1. Tiered Storage Architecture
Three internal storage stages inside the QuestDB Enterprise cluster (WAL, native columnar, Parquet partitions) feed Azure Blob storage via storage policy uploads. Azure Blob holds warm, cool, cold, and archive tiers with declarative lifecycle management. The query engine spans all tiers transparently — applications issue a single SQL query and the engine determines which tier to read from, with no application-side classification required.
2. Write & Read Data Flow
Sequence of write and read operations between QuestDB on-prem and Azure Blob storage tiers, showing latency targets at each hop. The write path traverses four stages (WAL, native columnar, Parquet conversion, Blob upload). Read paths cover trader queries from local hot tier, analyst queries from Azure Blob Hot and Cool tiers, and compliance queries via archive rehydration with up to 15-hour latency per Azure SLA.
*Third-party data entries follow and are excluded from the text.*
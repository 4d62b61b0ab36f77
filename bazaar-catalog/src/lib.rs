pub mod product;
pub mod pricing;
pub mod lookup;

pub use product::CatalogEntry;
pub use pricing::{OrderTotals, PriceLine, PricingConfig, PricingEngine, PricingError};
pub use lookup::{CatalogLookup, InMemoryCatalog};
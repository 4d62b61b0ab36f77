use serde::{Deserialize, Serialize};
use uuid::Uuid;
use validator::Validate;

use crate::error::OrderError;
use crate::models::{PaymentResult, ShippingAddress};

// ============================================================================
// Inbound schema
// ============================================================================
//
// Bodies are deserialized into these types and validated once, at the HTTP
// edge. Anything the client sends about prices or product details is ignored:
// the catalog is the only source for those.

#[derive(Debug, Clone, Deserialize, Validate)]
#[serde(rename_all = "camelCase")]
pub struct CreateOrderRequest {
    #[validate(length(min = 1, message = "No order items"), nested)]
    pub order_items: Vec<OrderItemRequest>,
    #[validate(nested)]
    pub shipping_address: ShippingAddress,
    #[validate(length(min = 1, message = "Payment method is required"))]
    pub payment_method: String,
}

// `Serialize` is needed by the `length` rule on the item list
#[derive(Debug, Clone, Serialize, Deserialize, Validate)]
pub struct OrderItemRequest {
    #[serde(rename = "_id", alias = "product")]
    pub product: Uuid,
    #[validate(range(min = 1, max = 100000, message = "Quantity must be a positive number"))]
    pub qty: i64,
    #[serde(default)]
    pub image: Option<String>,
}

impl CreateOrderRequest {
    pub fn into_new_order(self) -> Result<NewOrder, OrderError> {
        self.validate()
            .map_err(|e| OrderError::ValidationFailed(e.to_string()))?;

        let items = self
            .order_items
            .into_iter()
            .map(|item| {
                let quantity = u32::try_from(item.qty).map_err(|_| {
                    OrderError::ValidationFailed("Quantity must be a positive number".into())
                })?;
                Ok(LineRequest {
                    product: item.product,
                    quantity,
                    image: item.image,
                })
            })
            .collect::<Result<Vec<_>, OrderError>>()?;

        Ok(NewOrder {
            items,
            shipping_address: self.shipping_address,
            payment_method: self.payment_method,
        })
    }
}

/// A validated creation request, as the lifecycle manager consumes it.
#[derive(Debug, Clone)]
pub struct NewOrder {
    pub items: Vec<LineRequest>,
    pub shipping_address: ShippingAddress,
    pub payment_method: String,
}

#[derive(Debug, Clone)]
pub struct LineRequest {
    pub product: Uuid,
    pub quantity: u32,
    pub image: Option<String>,
}

/// Payment confirmation body: `{ id, status, update_time, payer: { email_address } }`.
#[derive(Debug, Clone, Default, Deserialize)]
pub struct PaymentResultPayload {
    pub id: Option<String>,
    pub status: Option<String>,
    pub update_time: Option<String>,
    pub payer: Option<Payer>,
}

#[derive(Debug, Clone, Default, Deserialize)]
pub struct Payer {
    pub email_address: Option<String>,
}

impl From<PaymentResultPayload> for PaymentResult {
    fn from(payload: PaymentResultPayload) -> Self {
        PaymentResult {
            id: payload.id,
            status: payload.status,
            update_time: payload.update_time,
            email_address: payload.payer.and_then(|p| p.email_address).map(Into::into),
        }
    }
}
use std::sync::Arc;
use std::time::Duration;

use anyhow::Context;
use bazaar_catalog::{CatalogLookup, InMemoryCatalog, PricingEngine};
use bazaar_core::{DispatchStats, LogNotifier, NotificationDispatcher};
use bazaar_order::{
    ConfirmationMailer, InMemoryOrderRepository, OrderManager, OrderRepository, SalesReporter,
};
use bazaar_store::app_config::Config;
use bazaar_store::{DbClient, StoreCatalogRepository, StoreOrderRepository};
use tokio::task::JoinHandle;
use tracing::{error, info, warn};

use crate::state::{AppState, AuthConfig};

const DRAIN_TIMEOUT: Duration = Duration::from_secs(10);

/// Everything the service owns for its lifetime. Built once at startup and
/// torn down explicitly after the server stops.
pub struct AppContext {
    pub state: AppState,
    db: Option<DbClient>,
    notifications: JoinHandle<DispatchStats>,
}

impl AppContext {
    pub async fn init(config: &Config) -> anyhow::Result<Self> {
        let offset = config
            .reporting
            .offset()
            .context("reporting.utc_offset_minutes is out of range")?;

        let orders: Arc<dyn OrderRepository>;
        let catalog: Arc<dyn CatalogLookup>;
        let mut db = None;

        match &config.database.url {
            Some(url) => {
                let client = DbClient::new(url, config.database.max_connections)
                    .await
                    .context("Failed to connect to Postgres")?;
                client.migrate().await.context("Failed to run migrations")?;

                orders = Arc::new(StoreOrderRepository::new(client.pool.clone()));
                catalog = Arc::new(StoreCatalogRepository::new(client.pool.clone()));
                db = Some(client);

                if !config.seed.is_empty() {
                    warn!("Ignoring [seed] section, a database is configured");
                }
            }
            None => {
                let entries = config
                    .seed
                    .catalog_entries()
                    .context("Invalid price in [seed.products]")?;
                let owners = config.seed.owners();

                warn!(
                    products = entries.len(),
                    users = owners.len(),
                    "No database url configured, orders are kept in memory"
                );
                if entries.is_empty() {
                    warn!("In-memory catalog is empty, every order will fail with 404 until [seed.products] is set");
                }

                let repo = InMemoryOrderRepository::new();
                for owner in owners {
                    repo.register_owner(owner).await;
                }
                orders = Arc::new(repo);
                catalog = Arc::new(InMemoryCatalog::with_entries(entries));
            }
        }

        let (queue, notifications) =
            NotificationDispatcher::spawn(Arc::new(LogNotifier), config.notifications.policy());
        let mailer =
            ConfirmationMailer::new(queue, config.notifications.sales_inbox.clone(), offset);

        let manager = OrderManager::new(orders.clone(), catalog, PricingEngine::default())
            .with_confirmations(mailer);

        let state = AppState {
            orders: Arc::new(manager),
            reports: Arc::new(SalesReporter::new(orders, offset)),
            auth: AuthConfig {
                secret: config.auth.jwt_secret.clone(),
                cookie_name: config.auth.cookie_name.clone(),
            },
        };

        info!(persistent = db.is_some(), "Application context ready");
        Ok(Self { state, db, notifications })
    }

    /// Closes the notification queue, waits for pending confirmations and
    /// releases the connection pool. Every `AppState` clone handed to the
    /// router must be dropped first or the drain will time out.
    pub async fn shutdown(self) {
        let Self { state, db, notifications } = self;
        drop(state);

        match tokio::time::timeout(DRAIN_TIMEOUT, notifications).await {
            Ok(Ok(stats)) => info!(
                delivered = stats.delivered,
                dropped = stats.dropped,
                "Notification queue drained"
            ),
            Ok(Err(e)) => error!(error = %e, "Notification worker failed"),
            Err(_) => warn!("Notification queue did not drain in time"),
        }

        if let Some(db) = db {
            db.close().await;
        }
    }
}
pub mod app_config;
pub mod database;
pub mod order_repo;
pub mod catalog_repo;

pub use database::DbClient;
pub use order_repo::StoreOrderRepository;
pub use catalog_repo::StoreCatalogRepository;
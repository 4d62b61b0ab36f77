use sqlx::postgres::PgPoolOptions;
use sqlx::{Pool, Postgres};
use std::time::Duration;
use tracing::info;

#[derive(Clone)]
pub struct DbClient {
    pub pool: Pool<Postgres>,
}

impl DbClient {
    pub async fn new(connection_string: &str, max_connections: u32) -> Result<Self, sqlx::Error> {
        let pool = PgPoolOptions::new()
            .max_connections(max_connections)
            .acquire_timeout(Duration::from_secs(3))
            .connect(connection_string)
            .await?;

        Ok(Self { pool })
    }

    pub async fn migrate(&self) -> Result<(), sqlx::migrate::MigrateError> {
        info!("Running database migrations...");
        sqlx::migrate!("../migrations")
            .run(&self.pool)
            .await?;
        info!("Migrations completed successfully.");
        Ok(())
    }

    pub async fn close(&self) {
        self.pool.close().await;
        info!("Database pool closed.");
    }
}
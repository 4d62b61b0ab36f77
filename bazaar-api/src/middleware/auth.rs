use axum::{
    extract::{FromRequestParts, Request, State},
    http::{header, request::Parts},
    middleware::Next,
    response::Response,
};
use axum_extra::extract::CookieJar;
use bazaar_core::Principal;

use crate::auth::decode_token;
use crate::error::AppError;
use crate::state::AppState;

// ============================================================================
// Authentication Middleware
// ============================================================================

/// Resolves the caller from a Bearer token, falling back to the session
/// cookie, and stores the `Principal` in the request extensions.
pub async fn authenticate(
    State(state): State<AppState>,
    jar: CookieJar,
    mut req: Request,
    next: Next,
) -> Result<Response, AppError> {
    let bearer = req
        .headers()
        .get(header::AUTHORIZATION)
        .and_then(|h| h.to_str().ok())
        .and_then(|h| h.strip_prefix("Bearer "))
        .map(str::to_owned);

    let token = bearer
        .or_else(|| jar.get(&state.auth.cookie_name).map(|c| c.value().to_owned()))
        .ok_or_else(|| AppError::AuthenticationError("Not authorized, no token".to_string()))?;

    let principal = decode_token(&state.auth.secret, &token)?.into_principal()?;
    req.extensions_mut().insert(principal);

    Ok(next.run(req).await)
}

// ============================================================================
// Extractors
// ============================================================================

/// The authenticated caller. Only valid behind `authenticate`.
pub struct CurrentUser(pub Principal);

impl<S: Send + Sync> FromRequestParts<S> for CurrentUser {
    type Rejection = AppError;

    async fn from_request_parts(parts: &mut Parts, _state: &S) -> Result<Self, Self::Rejection> {
        parts
            .extensions
            .get::<Principal>()
            .cloned()
            .map(CurrentUser)
            .ok_or_else(|| AppError::AuthenticationError("User not authenticated".to_string()))
    }
}

/// An authenticated caller carrying the admin flag; anyone else gets 403.
pub struct AdminUser(pub Principal);

impl<S: Send + Sync> FromRequestParts<S> for AdminUser {
    type Rejection = AppError;

    async fn from_request_parts(parts: &mut Parts, state: &S) -> Result<Self, Self::Rejection> {
        let CurrentUser(principal) = CurrentUser::from_request_parts(parts, state).await?;
        principal.ensure_admin().map_err(|e| {
            tracing::warn!(user_id = %principal.id, error = %e, "Admin route refused");
            AppError::AuthorizationError("Not authorized as an admin".to_string())
        })?;
        Ok(AdminUser(principal))
    }
}
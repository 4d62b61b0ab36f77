use async_trait::async_trait;
use chrono::{DateTime, FixedOffset, Utc};
use rust_decimal::Decimal;
use uuid::Uuid;

use crate::models::{DailySales, Order, OrderWithOwner, PaymentResult};

pub type RepoResult<T> = Result<T, Box<dyn std::error::Error + Send + Sync>>;

/// Persistence of orders. Every write touches exactly one order, and a
/// transition writes only the fields it owns so concurrent transitions on
/// the same order never undo each other.
#[async_trait]
pub trait OrderRepository: Send + Sync {
    /// Persists a new order with all its items, or nothing.
    async fn insert(&self, order: &Order) -> RepoResult<()>;

    async fn find_by_id(&self, id: Uuid) -> RepoResult<Option<Order>>;

    async fn find_with_owner(&self, id: Uuid) -> RepoResult<Option<OrderWithOwner>>;

    async fn list_with_owner(&self) -> RepoResult<Vec<OrderWithOwner>>;

    async fn list_by_owner(&self, owner: Uuid) -> RepoResult<Vec<Order>>;

    /// Sets `is_paid`, `paid_at` and `payment_result` in one write and
    /// returns the updated order, or `None` if it does not exist.
    async fn mark_paid(
        &self,
        id: Uuid,
        result: &PaymentResult,
        at: DateTime<Utc>,
    ) -> RepoResult<Option<Order>>;

    /// Sets `is_delivered` and `delivered_at` in one write.
    async fn mark_delivered(&self, id: Uuid, at: DateTime<Utc>) -> RepoResult<Option<Order>>;

    /// Returns `false` if there was nothing to delete.
    async fn delete(&self, id: Uuid) -> RepoResult<bool>;

    async fn delete_all(&self) -> RepoResult<u64>;

    async fn count(&self) -> RepoResult<u64>;

    /// Sum of `total_price` over every order, paid or not.
    async fn sum_total_price(&self) -> RepoResult<Decimal>;

    /// Paid orders grouped by the calendar day of `paid_at` at `offset`,
    /// summing `total_price`. Order of the groups is unspecified.
    async fn sales_by_day(&self, offset: FixedOffset) -> RepoResult<Vec<DailySales>>;
}
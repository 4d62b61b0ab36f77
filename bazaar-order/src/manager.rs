use std::collections::HashMap;
use std::sync::Arc;

use bazaar_catalog::{CatalogEntry, CatalogLookup, PriceLine, PricingEngine};
use bazaar_core::Principal;
use chrono::Utc;
use tracing::{info, warn};
use uuid::Uuid;

use crate::confirmation::ConfirmationMailer;
use crate::error::OrderError;
use crate::models::{Order, OrderItem, OrderWithOwner, PaymentResult};
use crate::repository::OrderRepository;
use crate::request::NewOrder;

/// Manages order lifecycle and state transitions.
///
/// ```text
/// Created(unpaid) --mark_paid--> Paid --mark_delivered--> Delivered
///        \__________________mark_delivered_______________/
/// any state --delete--> (gone)
/// ```
pub struct OrderManager {
    orders: Arc<dyn OrderRepository>,
    catalog: Arc<dyn CatalogLookup>,
    pricing: PricingEngine,
    confirmations: Option<ConfirmationMailer>,
}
3. Network & Security Boundaries (IAC Review)
Network and trust boundary view of the QuestDB tiered storage architecture, showing on-prem zone, ExpressRoute private circuit, Azure VNet, private endpoint, storage firewall, and identity boundaries.
4. Partition Lifecycle — Why Developers Don't Need to Care
A single partition tracked over its multi-year lifecycle. The same Parquet file moves from on-prem WAL through native columnar, local Parquet, and the four Azure Blob tiers — all configured at the platform layer via QuestDB storage policies and Azure lifecycle rules. From the application perspective, the same SQL query reaches the partition at every stage; only latency varies. Thresholds shown are illustrative and configured per table based on data volume and access patterns.